As much as I’m repelled by the Hallmark holiday that is Valentine’s Day, it seems like an opportune time to collect a list of romantic weekend getaways near Delhi. These aren’t your run-of-the-mill getaways with a million and one other couples, nor do they offer a luxurious stay in a fancy hotel that’ll burn a deep hole in your pocket. These trip ideas are romantic in the artistic sense of the word, ones that make you realize how beautiful life is, and often transport you back in time.
1. Diu, Daman & Diu.
A quaint little island soaked with colonial Portuguese influence on the shores of virgin blue seas, Diu is a mishmash of Pondicherry’s small town charm and Goa’s sun-kissed beaches. Its absence from most tourist maps makes it one of the few places in India where you can find an isolated beach and watch the sun sink to the horizon in solitude, or swim solo in the Arabian Sea. Diu’s designation as a union territory makes it a perfect budget getaway, being significantly cheaper than its cousins on India’s west coast.

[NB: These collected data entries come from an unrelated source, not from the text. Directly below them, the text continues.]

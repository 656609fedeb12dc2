//! Per-instrument effects chain and the master limiter
//!
//! Stage order is fixed: distortion, bitcrusher, EQ cascade, panning,
//! chorus, echo, reverb. Mono stages run on the kernel scratch buffer;
//! panning fans out to stereo and the remaining stages run per side before
//! accumulating into the caller's output. Every stage's scalar parameters
//! interpolate sample-by-sample between tick start and end values.
//!
//! All delay lines and filter histories are flushed after each run: any
//! non-finite or sub-threshold value becomes exact 0.0, so a chain fed
//! silence converges to true silence instead of grinding denormals.

use wavebox_song::{EffectFlags, Instrument};

use crate::filtering::{DynamicBiquadFilter, SILENCE_EPSILON, sanitize};
use crate::kernels::run_ramp;

/// Reverb feedback line lengths at the 48kHz reference rate, co-prime-ish
/// so the tail stays dense
const REVERB_LINE_LENGTHS: [usize; 4] = [1687, 1601, 2053, 2251];

/// Per-tick effect parameter targets, computed by the scheduler
#[derive(Debug, Clone)]
pub struct EffectParams {
    /// Overall instrument gain applied after the mono stages
    pub volume: (f64, f64),
    /// Distortion drive, 0..1
    pub distortion: (f64, f64),
    /// Bitcrusher hold-phase increment per sample (1 = no reduction)
    pub crush_rate: (f64, f64),
    /// Bitcrusher quantization scale (levels per unit amplitude)
    pub crush_scale: (f64, f64),
    /// Pan position 0..1 (0.5 = center)
    pub pan: (f64, f64),
    /// Chorus depth, 0..1
    pub chorus: (f64, f64),
    /// Echo loop gain, 0..1
    pub echo_feedback: (f64, f64),
    /// Reverb send, 0..1
    pub reverb: (f64, f64),
}

impl Default for EffectParams {
    fn default() -> Self {
        Self {
            volume: (1.0, 1.0),
            distortion: (0.0, 0.0),
            crush_rate: (1.0, 1.0),
            crush_scale: (16.0, 16.0),
            pan: (0.5, 0.5),
            chorus: (0.0, 0.0),
            echo_feedback: (0.0, 0.0),
            reverb: (0.0, 0.0),
        }
    }
}

/// All mutable effect state for one instrument
#[derive(Debug, Default)]
pub struct EffectsState {
    // distortion keeps one sample of history for its fractional taps
    distortion_prev: f64,
    crush_phase: f64,
    crush_held: f64,
    pub eq_filters: Vec<DynamicBiquadFilter>,
    pub eq_count: usize,
    pan_buffer: Vec<f32>,
    pan_pos: usize,
    chorus_buffer: [Vec<f32>; 2],
    chorus_pos: usize,
    chorus_phase: f64,
    echo_buffer: [Vec<f32>; 2],
    echo_pos: usize,
    echo_delay: usize,
    echo_shelf: [f64; 2],
    reverb_lines: [Vec<f32>; 4],
    reverb_pos: [usize; 4],
    reverb_shelf: [f64; 4],
}

/// Interaural pan delay line length
const PAN_BUFFER_LENGTH: usize = 256;

/// Chorus delay line length per side
const CHORUS_BUFFER_LENGTH: usize = 2048;

/// Chorus LFO rates per tap, in Hz
const CHORUS_TAP_RATES: [f64; 3] = [0.55, 0.74, 0.97];

impl EffectsState {
    pub fn new() -> Self {
        Self::default()
    }

    /// Size the delay lines for this instrument's enabled stages
    ///
    /// Called on song load; buffers are kept (and reused) for the life of
    /// the instrument state. `max_echo_delay` is the largest echo delay the
    /// song can request, in samples.
    pub fn configure(&mut self, instrument: &Instrument, sample_rate: f64, max_echo_delay: usize) {
        let rate_scale = sample_rate / 48000.0;
        self.eq_filters
            .resize_with(wavebox_song::MAX_FILTER_POINTS, DynamicBiquadFilter::new);
        self.eq_count = instrument.eq_filter.points.len();
        if instrument.effects.contains(EffectFlags::PANNING) {
            self.pan_buffer.resize(PAN_BUFFER_LENGTH, 0.0);
        }
        if instrument.effects.contains(EffectFlags::CHORUS) {
            for side in &mut self.chorus_buffer {
                side.resize(CHORUS_BUFFER_LENGTH, 0.0);
            }
        }
        if instrument.effects.contains(EffectFlags::ECHO) {
            let length = max_echo_delay.next_power_of_two();
            for side in &mut self.echo_buffer {
                side.resize(length, 0.0);
            }
        }
        if instrument.effects.contains(EffectFlags::REVERB) {
            for (line, &length) in self.reverb_lines.iter_mut().zip(REVERB_LINE_LENGTHS.iter()) {
                line.resize(((length as f64 * rate_scale) as usize).max(4), 0.0);
            }
        }
    }

    /// Set the echo delay for the coming run, clamped to the buffer
    pub fn set_echo_delay(&mut self, samples: usize) {
        let capacity = self.echo_buffer[0].len();
        self.echo_delay = if capacity == 0 {
            0
        } else {
            samples.clamp(1, capacity - 1)
        };
    }

    /// Run the chain over one rendered run, accumulating into `left`/`right`
    pub fn process(
        &mut self,
        instrument: &Instrument,
        params: &EffectParams,
        span: (f64, f64),
        scratch: &mut [f32],
        left: &mut [f32],
        right: &mut [f32],
    ) {
        let samples = scratch.len();
        if samples == 0 {
            return;
        }
        let effects = instrument.effects;

        if effects.contains(EffectFlags::DISTORTION) {
            self.process_distortion(params, span, scratch);
        }
        if effects.contains(EffectFlags::BITCRUSHER) {
            self.process_bitcrusher(params, span, scratch);
        }
        if self.eq_count > 0 {
            for filter in self.eq_filters[..self.eq_count].iter_mut() {
                for sample in scratch.iter_mut() {
                    *sample = filter.process(*sample as f64) as f32;
                }
                filter.settle();
            }
        }

        let (mut volume, volume_inc) = run_ramp(params.volume, span, samples);
        for sample in scratch.iter_mut() {
            *sample *= volume as f32;
            volume += volume_inc;
        }

        // Stereo from here on
        let (mut pan, pan_inc) = run_ramp(params.pan, span, samples);
        let (mut chorus, chorus_inc) = run_ramp(params.chorus, span, samples);
        let (mut echo_feedback, echo_inc) = run_ramp(params.echo_feedback, span, samples);
        let (mut reverb, reverb_inc) = run_ramp(params.reverb, span, samples);
        let use_pan_delay = effects.contains(EffectFlags::PANNING) && !self.pan_buffer.is_empty();
        let use_chorus = effects.contains(EffectFlags::CHORUS) && !self.chorus_buffer[0].is_empty();
        let use_echo = effects.contains(EffectFlags::ECHO)
            && !self.echo_buffer[0].is_empty()
            && self.echo_delay > 0;
        let use_reverb = effects.contains(EffectFlags::REVERB) && !self.reverb_lines[0].is_empty();
        let chorus_phase_inc = std::f64::consts::TAU / 48000.0;

        for i in 0..samples {
            let mono = scratch[i] as f64;
            let angle = pan.clamp(0.0, 1.0) * std::f64::consts::FRAC_PI_2;
            let mut l = mono * angle.cos() * std::f64::consts::SQRT_2;
            let mut r = mono * angle.sin() * std::f64::consts::SQRT_2;

            if use_pan_delay {
                // The far ear hears the signal a fraction of a millisecond
                // late; delay whichever side pan points away from
                let mask = self.pan_buffer.len() - 1;
                self.pan_buffer[self.pan_pos & mask] = mono as f32;
                let offset = (pan - 0.5).abs() * 2.0 * 40.0;
                let delayed = fractional_tap(&self.pan_buffer, self.pan_pos, offset);
                if pan > 0.5 {
                    l = delayed * angle.cos() * std::f64::consts::SQRT_2;
                } else {
                    r = delayed * angle.sin() * std::f64::consts::SQRT_2;
                }
                self.pan_pos = self.pan_pos.wrapping_add(1);
            }

            if use_chorus {
                let depth = chorus.clamp(0.0, 1.0);
                let mask = CHORUS_BUFFER_LENGTH - 1;
                self.chorus_buffer[0][self.chorus_pos & mask] = l as f32;
                self.chorus_buffer[1][self.chorus_pos & mask] = r as f32;
                let mut wet = [0.0f64; 2];
                for (tap, &rate) in CHORUS_TAP_RATES.iter().enumerate() {
                    for (side, wet_side) in wet.iter_mut().enumerate() {
                        // Opposite LFO phase per side widens the image
                        let lfo = (self.chorus_phase * rate
                            + tap as f64 * 2.1
                            + side as f64 * std::f64::consts::PI)
                            .sin();
                        let offset = 300.0 + 250.0 * lfo;
                        *wet_side +=
                            fractional_tap(&self.chorus_buffer[side], self.chorus_pos, offset);
                    }
                }
                l = l * (1.0 - depth * 0.5) + wet[0] / 3.0 * depth;
                r = r * (1.0 - depth * 0.5) + wet[1] / 3.0 * depth;
                self.chorus_pos = self.chorus_pos.wrapping_add(1);
                self.chorus_phase += chorus_phase_inc;
            }

            if use_echo {
                let mask = self.echo_buffer[0].len() - 1;
                let read = (self.echo_pos + self.echo_buffer[0].len() - self.echo_delay) & mask;
                for (side, sample) in [&mut l, &mut r].into_iter().enumerate() {
                    let tail = self.echo_buffer[side][read] as f64;
                    // one-pole shelf inside the loop
                    self.echo_shelf[side] += (tail - self.echo_shelf[side]) * 0.6;
                    let looped = self.echo_shelf[side] * echo_feedback;
                    self.echo_buffer[side][self.echo_pos & mask] = (*sample + looped) as f32;
                    *sample += looped;
                }
                self.echo_pos = self.echo_pos.wrapping_add(1);
            }

            if use_reverb {
                let send = (l + r) * 0.5 * reverb;
                let mut taps = [0.0f64; 4];
                for line in 0..4 {
                    taps[line] = self.reverb_lines[line][self.reverb_pos[line]] as f64;
                    self.reverb_shelf[line] += (taps[line] - self.reverb_shelf[line]) * 0.5;
                    taps[line] = self.reverb_shelf[line];
                }
                // Hadamard feedback matrix, scaled to stay stable
                let gain = 0.5 * 0.88;
                let mixed = [
                    (taps[0] + taps[1] + taps[2] + taps[3]) * gain,
                    (taps[0] - taps[1] + taps[2] - taps[3]) * gain,
                    (taps[0] + taps[1] - taps[2] - taps[3]) * gain,
                    (taps[0] - taps[1] - taps[2] + taps[3]) * gain,
                ];
                for line in 0..4 {
                    self.reverb_lines[line][self.reverb_pos[line]] = (mixed[line] + send) as f32;
                    self.reverb_pos[line] += 1;
                    if self.reverb_pos[line] >= self.reverb_lines[line].len() {
                        self.reverb_pos[line] = 0;
                    }
                }
                l += taps[0] + taps[2];
                r += taps[1] + taps[3];
            }

            left[i] += l as f32;
            right[i] += r as f32;
            pan += pan_inc;
            chorus += chorus_inc;
            echo_feedback += echo_inc;
            reverb += reverb_inc;
        }

        self.settle();
    }

    fn process_distortion(&mut self, params: &EffectParams, span: (f64, f64), scratch: &mut [f32]) {
        let samples = scratch.len();
        let (mut drive, drive_inc) = run_ramp(params.distortion, span, samples);
        for sample in scratch.iter_mut() {
            let input = *sample as f64;
            let amount = drive.clamp(0.0, 0.95);
            let shape = |x: f64| x / ((1.0 - amount) * x.abs() + amount.max(1e-3));
            // Three taps across the previous sample interval, waveshaped
            // independently and recombined with a triangular kernel; cheap
            // oversampling that tames the worst aliasing
            let taps = [
                shape(self.distortion_prev + (input - self.distortion_prev) / 3.0),
                shape(self.distortion_prev + (input - self.distortion_prev) * 2.0 / 3.0),
                shape(input),
            ];
            let shaped = taps[0] * 0.25 + taps[1] * 0.5 + taps[2] * 0.25;
            self.distortion_prev = input;
            *sample = (input * (1.0 - amount) + shaped * amount) as f32;
            drive += drive_inc;
        }
        self.distortion_prev = sanitize(self.distortion_prev);
    }

    fn process_bitcrusher(&mut self, params: &EffectParams, span: (f64, f64), scratch: &mut [f32]) {
        let samples = scratch.len();
        let (mut rate, rate_inc) = run_ramp(params.crush_rate, span, samples);
        let (mut scale, scale_inc) = run_ramp(params.crush_scale, span, samples);
        for sample in scratch.iter_mut() {
            self.crush_phase += rate.clamp(0.0, 1.0);
            if self.crush_phase >= 1.0 {
                let overshoot = self.crush_phase.fract();
                self.crush_phase = overshoot;
                let quantized = quantize_fold(*sample as f64, scale.max(1.0));
                // crossfade proportional to how far into the new hold period
                // the boundary landed
                self.crush_held = self.crush_held * (1.0 - overshoot) + quantized * overshoot.max(0.5);
            }
            *sample = self.crush_held as f32;
            rate += rate_inc;
            scale += scale_inc;
        }
        self.crush_held = sanitize(self.crush_held);
    }

    /// Flush all delay lines and histories after a run
    fn settle(&mut self) {
        for value in self
            .echo_shelf
            .iter_mut()
            .chain(self.reverb_shelf.iter_mut())
        {
            *value = sanitize(*value);
        }
        let flush = |buffer: &mut [f32]| {
            for sample in buffer.iter_mut() {
                if !sample.is_finite() || (*sample as f64).abs() < SILENCE_EPSILON {
                    *sample = 0.0;
                }
            }
        };
        flush(&mut self.pan_buffer);
        for side in &mut self.chorus_buffer {
            flush(side);
        }
        for side in &mut self.echo_buffer {
            flush(side);
        }
        for line in &mut self.reverb_lines {
            flush(line);
        }
    }

    /// Whether every piece of retained state is exactly zero
    pub fn is_silent(&self) -> bool {
        let buffer_silent = |buffer: &[f32]| buffer.iter().all(|&s| s == 0.0);
        self.distortion_prev == 0.0
            && self.crush_held == 0.0
            && self.echo_shelf.iter().all(|&s| s == 0.0)
            && self.reverb_shelf.iter().all(|&s| s == 0.0)
            && buffer_silent(&self.pan_buffer)
            && self.chorus_buffer.iter().all(|side| buffer_silent(side))
            && self.echo_buffer.iter().all(|side| buffer_silent(side))
            && self.reverb_lines.iter().all(|line| buffer_silent(line))
    }
}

For a weekend trip to Diu from Delhi, fly to Ahmedabad on Friday evening & take an overnight bus to Diu (the video coaches are the best of the lot). Stay at Hoka Island Resort, a bohemian boutique hotel.
2. Shoghi, Himachal Pradesh.
The mighty Himalayas possessively protect the little valley of Shoghi from the crowds of Shimla; only those who search hard enough can find its picturesque countryside villages in the shadows of snow-clad peaks, often perched on the hillside or on the green stepped slopes that line the insides of the valley. A quiet recluse on the Himachali countryside, Shoghi’s proximity to the waters of the Sutlej is an additional treat.
Shoghi is 12 km short of Shimla, and can be reached within 6-7 hours from Delhi by bus or car. Stay at Veer Garh, a majestic mansion perched on the hillside of Shoghi, run as a home-stay by an army wife.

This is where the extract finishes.